»»
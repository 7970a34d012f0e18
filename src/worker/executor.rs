use log::warn;

use super::protocol::{Job, PinUpdate, RequestId, Response};
use crate::engine::{LayoutEngine, LayoutFrame};
use crate::error::Result;
use crate::physics::Simulation;

/// Where a running job reports frames and picks up pin changes.
pub(crate) trait JobSink {
    fn report(&mut self, frame: LayoutFrame);
    fn take_pins(&mut self) -> Vec<PinUpdate>;
}

pub struct JobContext<'a> {
    id: RequestId,
    sink: &'a mut dyn JobSink,
}

impl<'a> JobContext<'a> {
    pub(crate) fn new(id: RequestId, sink: &'a mut dyn JobSink) -> Self {
        Self { id, sink }
    }

    pub fn id(&self) -> RequestId {
        self.id
    }

    pub fn report(&mut self, frame: LayoutFrame) {
        self.sink.report(frame);
    }

    /// Pin changes received since the last call, oldest first.
    pub fn take_pins(&mut self) -> Vec<PinUpdate> {
        self.sink.take_pins()
    }
}

/// Runs one job to completion, on a worker thread or on the caller's.
pub trait Executor: Send + Sync + 'static {
    fn execute(&self, job: &Job, ctx: &mut JobContext<'_>) -> Result<Response>;
}

pub struct EngineExecutor {
    engine: LayoutEngine,
}

impl EngineExecutor {
    pub fn new(engine: LayoutEngine) -> Self {
        Self { engine }
    }
}

fn apply_pin(simulation: &mut Simulation, update: PinUpdate, id: RequestId) {
    let (node, outcome) = match update {
        PinUpdate::Pin { node, position } => {
            let outcome = simulation.pin(&node, position);
            (node, outcome)
        }
        PinUpdate::Release { node } => {
            let outcome = simulation.release(&node);
            (node, outcome)
        }
    };
    if let Err(error) = outcome {
        warn!("request {id}: ignoring pin change for {node}: {error}");
    }
}

/// Applies live pin changes before each tick and streams a frame every `interval` ticks.
fn observe<'a, 'b>(ctx: &'a mut JobContext<'b>, interval: usize) -> impl FnMut(&mut Simulation) {
    let id = ctx.id();
    move |simulation: &mut Simulation| {
        for update in ctx.take_pins() {
            apply_pin(simulation, update, id);
        }
        let ticks = simulation.ticks();
        if ticks > 0 && ticks % interval == 0 {
            ctx.report(LayoutFrame::capture(simulation));
        }
    }
}

impl Executor for EngineExecutor {
    fn execute(&self, job: &Job, ctx: &mut JobContext<'_>) -> Result<Response> {
        match job {
            Job::Layout {
                graph,
                width,
                height,
            } => {
                let interval = self.engine.config().force.progress_interval.max(1);
                let result = self.engine.calculate_layout_with(
                    graph.clone(),
                    *width,
                    *height,
                    observe(ctx, interval),
                );
                Ok(Response::Layout(result))
            }
            Job::Resume {
                graph,
                width,
                height,
            } => {
                let interval = self.engine.config().force.progress_interval.max(1);
                let result = self.engine.resume_layout_with(
                    graph.clone(),
                    *width,
                    *height,
                    observe(ctx, interval),
                );
                Ok(Response::Layout(result))
            }
            Job::Cluster { graph, distance } => {
                Ok(Response::Cluster(self.engine.cluster_nodes(graph, *distance)))
            }
            Job::Optimize { graph, options } => Ok(Response::Optimize(
                self.engine.optimize_network(graph.clone(), options),
            )),
        }
    }
}

#[cfg(test)]
mod tests {
    use emath::vec2;

    use super::*;
    use crate::config::EngineConfig;
    use crate::graph::{Category, Graph, Link, Node};

    #[derive(Default)]
    struct RecordingSink {
        frames: Vec<LayoutFrame>,
        pins: Vec<PinUpdate>,
    }

    impl JobSink for RecordingSink {
        fn report(&mut self, frame: LayoutFrame) {
            self.frames.push(frame);
        }

        fn take_pins(&mut self) -> Vec<PinUpdate> {
            std::mem::take(&mut self.pins)
        }
    }

    fn pair() -> Graph {
        let nodes = vec![
            Node::new("a", Category::Address).at(0.0, 0.0),
            Node::new("b", Category::Address).at(30.0, 0.0),
        ];
        Graph::from_parts(nodes, vec![Link::new("a", "b", 1.0)]).0
    }

    #[test]
    fn layout_applies_pins_and_streams_frames() {
        let executor = EngineExecutor::new(LayoutEngine::new(EngineConfig::default()));
        let mut sink = RecordingSink {
            pins: vec![
                PinUpdate::Pin {
                    node: "a".to_owned(),
                    position: vec2(10.0, 20.0),
                },
                PinUpdate::Release {
                    node: "missing".to_owned(),
                },
            ],
            ..RecordingSink::default()
        };
        let job = Job::Layout {
            graph: pair(),
            width: 400.0,
            height: 400.0,
        };

        let response = executor
            .execute(&job, &mut JobContext::new(RequestId(1), &mut sink))
            .unwrap();
        let Response::Layout(result) = response else {
            panic!("expected a layout response");
        };

        assert_eq!(result.graph.node("a").unwrap().position, vec2(10.0, 20.0));
        assert_eq!(sink.frames.len(), (result.ticks - 1) / 10);
        assert!(sink.frames.windows(2).all(|pair| pair[0].tick < pair[1].tick));
    }

    #[test]
    fn resume_relaxes_from_restart_alpha() {
        let executor = EngineExecutor::new(LayoutEngine::new(EngineConfig::default()));
        let mut sink = RecordingSink::default();
        let first = executor
            .execute(
                &Job::Layout {
                    graph: pair(),
                    width: 400.0,
                    height: 400.0,
                },
                &mut JobContext::new(RequestId(1), &mut sink),
            )
            .unwrap();
        let Response::Layout(first) = first else {
            panic!("expected a layout response");
        };

        let mut graph = first.graph;
        PinUpdate::Pin {
            node: "b".to_owned(),
            position: vec2(300.0, 300.0),
        }
        .apply_to(&mut graph)
        .unwrap();
        let resumed = executor
            .execute(
                &Job::Resume {
                    graph,
                    width: 400.0,
                    height: 400.0,
                },
                &mut JobContext::new(RequestId(2), &mut sink),
            )
            .unwrap();
        let Response::Layout(resumed) = resumed else {
            panic!("expected a layout response");
        };

        assert!(resumed.settled);
        assert!(resumed.ticks > 0 && resumed.ticks < first.ticks);
        assert_eq!(resumed.graph.node("b").unwrap().position, vec2(300.0, 300.0));
    }
}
««
## [EXERCISE PROMPT]
Without changing anything, repeat the whole listing.

## [TASK OUTPUT]
repository 7970a34d012f0e18
filename src/worker/executor.rs
use log::warn;

use super::protocol::{Job, PinUpdate, RequestId, Response};
use crate::engine::{LayoutEngine, LayoutFrame};
use crate::error::Result;
use crate::physics::Simulation;

/// Where a running job reports frames and picks up pin changes.
pub(crate) trait JobSink {
    fn report(&mut self, frame: LayoutFrame);
    fn take_pins(&mut self) -> Vec<PinUpdate>;
}

pub struct JobContext<'a> {
    id: RequestId,
    sink: &'a mut dyn JobSink,
}

impl<'a> JobContext<'a> {
    pub(crate) fn new(id: RequestId, sink: &'a mut dyn JobSink) -> Self {
        Self { id, sink }
    }

    pub fn id(&self) -> RequestId {
        self.id
    }

    pub fn report(&mut self, frame: LayoutFrame) {
        self.sink.report(frame);
    }

    /// Pin changes received since the last call, oldest first.
    pub fn take_pins(&mut self) -> Vec<PinUpdate> {
        self.sink.take_pins()
    }
}

/// Runs one job to completion, on a worker thread or on the caller's.
pub trait Executor: Send + Sync + 'static {
    fn execute(&self, job: &Job, ctx: &mut JobContext<'_>) -> Result<Response>;
}

pub struct EngineExecutor {
    engine: LayoutEngine,
}

impl EngineExecutor {
    pub fn new(engine: LayoutEngine) -> Self {
        Self { engine }
    }
}

fn apply_pin(simulation: &mut Simulation, update: PinUpdate, id: RequestId) {
    let (node, outcome) = match update {
        PinUpdate::Pin { node, position } => {
            let outcome = simulation.pin(&node, position);
            (node, outcome)
        }
        PinUpdate::Release { node } => {
            let outcome = simulation.release(&node);
            (node, outcome)
        }
    };
    if let Err(error) = outcome {
        warn!("request {id}: ignoring pin change for {node}: {error}");
    }
}

/// Applies live pin changes before each tick and streams a frame every `interval` ticks.
fn observe<'a, 'b>(ctx: &'a mut JobContext<'b>, interval: usize) -> impl FnMut(&mut Simulation) {
    let id = ctx.id();
    move |simulation: &mut Simulation| {
        for update in ctx.take_pins() {
            apply_pin(simulation, update, id);
        }
        let ticks = simulation.ticks();
        if ticks > 0 && ticks % interval == 0 {
            ctx.report(LayoutFrame::capture(simulation));
        }
    }
}

impl Executor for EngineExecutor {
    fn execute(&self, job: &Job, ctx: &mut JobContext<'_>) -> Result<Response> {
        match job {
            Job::Layout {
                graph,
                width,
                height,
            } => {
                let interval = self.engine.config().force.progress_interval.max(1);
                let result = self.engine.calculate_layout_with(
                    graph.clone(),
                    *width,
                    *height,
                    observe(ctx, interval),
                );
                Ok(Response::Layout(result))
            }
            Job::Resume {
                graph,
                width,
                height,
            } => {
                let interval = self.engine.config().force.progress_interval.max(1);
                let result = self.engine.resume_layout_with(
                    graph.clone(),
                    *width,
                    *height,
                    observe(ctx, interval),
                );
                Ok(Response::Layout(result))
            }
            Job::Cluster { graph, distance } => {
                Ok(Response::Cluster(self.engine.cluster_nodes(graph, *distance)))
            }
            Job::Optimize { graph, options } => Ok(Response::Optimize(
                self.engine.optimize_network(graph.clone(), options),
            )),
        }
    }
}

#[cfg(test)]
mod tests {
    use emath::vec2;

    use super::*;
    use crate::config::EngineConfig;
    use crate::graph::{Category, Graph, Link, Node};

    #[derive(Default)]
    struct RecordingSink {
        frames: Vec<LayoutFrame>,
        pins: Vec<PinUpdate>,
    }

    impl JobSink for RecordingSink {
        fn report(&mut self, frame: LayoutFrame) {
            self.frames.push(frame);
        }

        fn take_pins(&mut self) -> Vec<PinUpdate> {
            std::mem::take(&mut self.pins)
        }
    }

    fn pair() -> Graph {
        let nodes = vec![
            Node::new("a", Category::Address).at(0.0, 0.0),
            Node::new("b", Category::Address).at(30.0, 0.0),
        ];
        Graph::from_parts(nodes, vec![Link::new("a", "b", 1.0)]).0
    }

    #[test]
    fn layout_applies_pins_and_streams_frames() {
        let executor = EngineExecutor::new(LayoutEngine::new(EngineConfig::default()));
        let mut sink = RecordingSink {
            pins: vec![
                PinUpdate::Pin {
                    node: "a".to_owned(),
                    position: vec2(10.0, 20.0),
                },
                PinUpdate::Release {
                    node: "missing".to_owned(),
                },
            ],
            ..RecordingSink::default()
        };
        let job = Job::Layout {
            graph: pair(),
            width: 400.0,
            height: 400.0,
        };

        let response = executor
            .execute(&job, &mut JobContext::new(RequestId(1), &mut sink))
            .unwrap();
        let Response::Layout(result) = response else {
            panic!("expected a layout response");
        };

        assert_eq!(result.graph.node("a").unwrap().position, vec2(10.0, 20.0));
        assert_eq!(sink.frames.len(), (result.ticks - 1) / 10);
        assert!(sink.frames.windows(2).all(|pair| pair[0].tick < pair[1].tick));
    }

    #[test]
    fn resume_relaxes_from_restart_alpha() {
        let executor = EngineExecutor::new(LayoutEngine::new(EngineConfig::default()));
        let mut sink = RecordingSink::default();
        let first = executor
            .execute(
                &Job::Layout {
                    graph: pair(),
                    width: 400.0,
                    height: 400.0,
                },
                &mut JobContext::new(RequestId(1), &mut sink),
            )
            .unwrap();
        let Response::Layout(first) = first else {
            panic!("expected a layout response");
        };

        let mut graph = first.graph;
        PinUpdate::Pin {
            node: "b".to_owned(),
            position: vec2(300.0, 300.0),
        }
        .apply_to(&mut graph)
        .unwrap();
        let resumed = executor
            .execute(
                &Job::Resume {
                    graph,
                    width: 400.0,
                    height: 400.0,
                },
                &mut JobContext::new(RequestId(2), &mut sink),
            )
            .unwrap();
        let Response::Layout(resumed) = resumed else {
            panic!("expected a layout response");
        };

        assert!(resumed.settled);
        assert!(resumed.ticks > 0 && resumed.ticks < first.ticks);
        assert_eq!(resumed.graph.node("b").unwrap().position, vec2(300.0, 300.0));
    }
}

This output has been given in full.